3. Paris and Berlin invent the coronabond they swore they never would
On 18 May Merkel and Macron proposed a 500 billion euro fund of joint EU debt handed out as grants that beneficiaries would not repay, the first time Germany had agreed to let Brussels borrow collectively. Years of solemn vows that this could never happen were dissolved in a single video call, and the Frugal Four were left to discover that "never" had quietly been redefined as "until it is convenient."
4. Luxembourg orders Hungary to open its transit zones
On 14 May the Court of Justice ruled that holding asylum seekers in the Röszke transit zone on the Serbian-Hungarian border amounted to unlawful "detention," obliging Budapest to dismantle the arrangement. A member state guarding its own frontier was overruled from afar, and a Court with no border of its own decided how everybody else should manage theirs.

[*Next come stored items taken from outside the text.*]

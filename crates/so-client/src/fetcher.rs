//! Post fetching
//!
//! Decides whether a search candidate is worth fetching, fetches the post
//! page and extracts question, answer and optional comments.

use crate::client::{fetch_page, HttpFetch};
use crate::content::{absolute_url, classify_body};
use crate::markup::{self, find_all_by_class, find_first_by_any_class, find_first_by_class, Markup};
use crate::types::{AcceptancePolicy, ContentNode, PostDocument, PostSummary};
use log::debug;
use scraper::ElementRef;
use so_config::AppConfig;

/// Class of the question container
pub const QUESTION_CLASS: &str = "question";

/// Answer containers, the accepted answer first
pub const ANSWER_CLASSES: &[&str] = &["accepted-answer", "answer"];

/// Classes of the body inside a question or answer container
pub const BODY_CLASSES: &[&str] = &["post-text", "js-post-body"];

const COMMENT_CLASS: &str = "comment-body";
const COMMENT_TEXT_CLASS: &str = "comment-copy";

/// Settings of the fetcher taken from the app config
#[derive(Debug, Clone, PartialEq, Eq)]
pub struct FetchSettings {
    pub base_url: String,
    pub policy: AcceptancePolicy,
    /// Comments per question/answer, `None` when comments are off
    pub comment_limit: Option<usize>,
}

impl From<&AppConfig> for FetchSettings {
    fn from(config: &AppConfig) -> Self {
        Self {
            base_url: config.base_url.trim_end_matches('/').to_string(),
            policy: AcceptancePolicy::from_verified_only(config.verified_only),
            comment_limit: config.display_comments.then_some(config.max_comments),
        }
    }
}

/// Fetches and parses the full post behind a search candidate
#[derive(Debug, Clone)]
pub struct PostFetcher<F: HttpFetch> {
    http: F,
    settings: FetchSettings,
}

impl<F: HttpFetch> PostFetcher<F> {
    pub fn new(http: F, settings: FetchSettings) -> Self {
        Self { http, settings }
    }

    pub fn http(&self) -> &F {
        &self.http
    }

    pub fn settings(&self) -> &FetchSettings {
        &self.settings
    }

    /// Fetch the post behind `summary`
    ///
    /// Returns None without any request if the candidate fails the
    /// acceptance policy or has no link, and None if the request fails or
    /// the page lacks a question or an answer.
    pub fn fetch(&self, summary: &PostSummary) -> Option<PostDocument> {
        if !summary.passes(self.settings.policy) {
            debug!("Skipping '{}': no qualifying answer", summary.title);
            return None;
        }

        let Some(href) = summary.href.as_deref() else {
            debug!("Skipping '{}': no post link", summary.title);
            return None;
        };
        let url = absolute_url(&self.settings.base_url, href);

        let body = match fetch_page(&self.http, &url) {
            Ok(body) => body,
            Err(e) => {
                debug!("No post fetched: {}", e);
                return None;
            }
        };

        let post = parse_post(&body, &url, &summary.title, &self.settings);
        if post.is_none() {
            debug!("Dropping {}: question or answer missing", url);
        }
        post
    }
}

/// Extract a post document from a post page
///
/// Returns None unless both the question and the answer body are found and
/// non-empty.
pub fn parse_post(body: &str, url: &str, title: &str, settings: &FetchSettings) -> Option<PostDocument> {
    let doc = Markup::parse(body);
    let root = doc.root();

    let question = find_first_by_class(root, QUESTION_CLASS)?;
    let answer = find_first_by_any_class(root, ANSWER_CLASSES)?;

    let question_body = post_body(question, &settings.base_url)?;
    let answer_body = post_body(answer, &settings.base_url)?;

    let post = PostDocument {
        url: url.to_string(),
        title: title.to_string(),
        question_body,
        answer_body,
        question_comments: settings.comment_limit.map(|limit| comments(question, limit)),
        answer_comments: settings.comment_limit.map(|limit| comments(answer, limit)),
    };

    post.is_renderable().then_some(post)
}

fn post_body(container: ElementRef<'_>, base_url: &str) -> Option<Vec<ContentNode>> {
    let body = find_first_by_any_class(container, BODY_CLASSES)?;
    Some(classify_body(body, base_url))
}

/// Comment texts of a container; comments without text are skipped
fn comments(container: ElementRef<'_>, limit: usize) -> Vec<String> {
    find_all_by_class(container, COMMENT_CLASS, Some(limit))
        .into_iter()
        .filter_map(|comment| find_first_by_class(comment, COMMENT_TEXT_CLASS))
        .map(|copy| markup::text(copy).trim().to_string())
        .collect()
}
//! Lexing and coloring of code blocks.

mod highlighter;
mod palette;

pub use highlighter::{Token, TokenHighlighter};
pub use palette::Palette;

5. Farm to Fork promises to grow less food, on purpose
On 20 May the Commission adopted its Farm to Fork and Biodiversity strategies, pledging to cut pesticide use by half, slash fertiliser use by a fifth and put a quarter of farmland under organic production by 2030. Setting binding continental targets to reduce agricultural output during a crisis about supply chains is the kind of thinking that only flourishes far from a farm.
6. State aid for thee, but the rules are ours
On 8 May the Commission expanded its temporary framework to let governments inject equity into their own struggling companies, having first built the rulebook that forbade them from doing so. Brussels graciously suspended its own restrictions, attached fresh conditions on dividends and reporting, and presented the loosening of a cage as an act of generosity.
7. A website to tell you whether you may go on holiday
On 13 May the Commission produced a tourism and transport package and the Re-open EU portal, thirty indicators across thirty borders, to coordinate a "gradual" reopening of internal frontiers it had spent decades insisting must never close. Having presided over the chaos of every country shutting its own doors in March, Brussels offered the continent its considered solution: a dashboard.
→ single-market-economy.ec.europa.eu
8. The Parliament wants its own taxes, and says so
In its May resolution on the recovery plan the European Parliament demanded a battery of new "own resources," including a digital levy and a carbon border charge, to fund the borrowing spree. The body whose chief complaint is that it lacks power has concluded, as ever, that the remedy for every problem is more money flowing directly to itself.
9. Seventy candles, blown out from a safe distance
On 9 May the EU marked the seventieth anniversary of the Schuman Declaration, the date it had pencilled in to launch its Conference on the Future of Europe before the pandemic spoiled the party. Locked-down citizens were treated to commissioners and officials reflecting at length on shared values, proving that whatever else a crisis interrupts, it never interrupts the EU's appetite for a sermon about itself.